Le premier programme de gestion de l’alcool pour les sans-abri a ouvert ses portes à Montréal. Une solution d’urgence qui limite les effets du sevrage tout en favorisant la réinsertion sociale des personnes sans domicile.

Posté à 12h00

Montréal |  Un premier centre de distribution d’alcool pour les sans-abri

Vincent Marcellin
La presse

Fruit d’une collaboration entre le CIUSSS du Centre-Sud-de-l’Île-de-Montréal et la Mission Old Brewery, le centre est officiellement ouvert depuis la fin avril. Après un abri humide à Toronto et un projet pilote dans l’ancien Hôpital Royal Victoria, il s’agit du premier programme de gestion de l’alcool à Montréal.

« Nous attendions cette ouverture depuis longtemps », a déclaré Elaine Polflit, coordonnatrice responsable des personnes vulnérables au CIUSSS, lors d’une visite des lieux.

D’une capacité maximale de 30 places, le centre d’hébergement propose un accompagnement médical et psychosocial aux personnes sans-abri souffrant d’alcoolisme chronique. Suite à une série d’évaluations médicales, chaque nouvel arrivant se voit attribuer une dose d’alcool adaptée à sa situation.

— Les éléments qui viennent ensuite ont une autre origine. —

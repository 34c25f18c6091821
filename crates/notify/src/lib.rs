// Copyright (C) 2026 Fred Clausen
// Use of this source code is governed by an MIT-style
// license that can be found in the LICENSE file or at
// https://opensource.org/licenses/MIT.

//! Notification fan-out and the open-pool reminder scheduler.
//!
//! Everything here produces or delivers [`Outbound`] messages through
//! the [`NotificationSink`] seam; no transport specifics live in this
//! crate.

#![deny(
    clippy::pedantic,
    clippy::cargo,
    clippy::nursery,
    clippy::style,
    clippy::correctness,
    clippy::all,
    clippy::suspicious,
    clippy::complexity,
    clippy::perf,
    clippy::unwrap_used,
    clippy::expect_used
)]
#![allow(clippy::multiple_crate_versions)]

mod error;
mod reminder;
mod render;
mod roles;
mod sink;

#[cfg(test)]
mod tests;

pub use error::NotifyError;
pub use reminder::{ReminderConfig, ReminderScheduler};
pub use render::{
    render_digest, render_open_announcement, render_review_package, render_rework_notice,
};
pub use roles::RoleDirectory;
pub use sink::{NotificationSink, Outbound, Recipient};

« L’idée est de mettre les gens à l’aise, d’éviter le sevrage sans favoriser l’intoxication », explique Émilie Fortier, directrice des services d’urgence à la Mission Old Brewery.

« Stabiliser la consommation »

Une fois leur dosage établi, les utilisateurs se voient servir des bières à intervalles réguliers plusieurs fois par jour. Les travailleurs mesurent ensuite leur niveau d’intoxication en ajustant les doses recommandées au besoin.

Notre objectif n’est pas de contrôler la consommation à 100 %. La personne qui connaît le mieux sa situation est l’utilisateur en tant que tel.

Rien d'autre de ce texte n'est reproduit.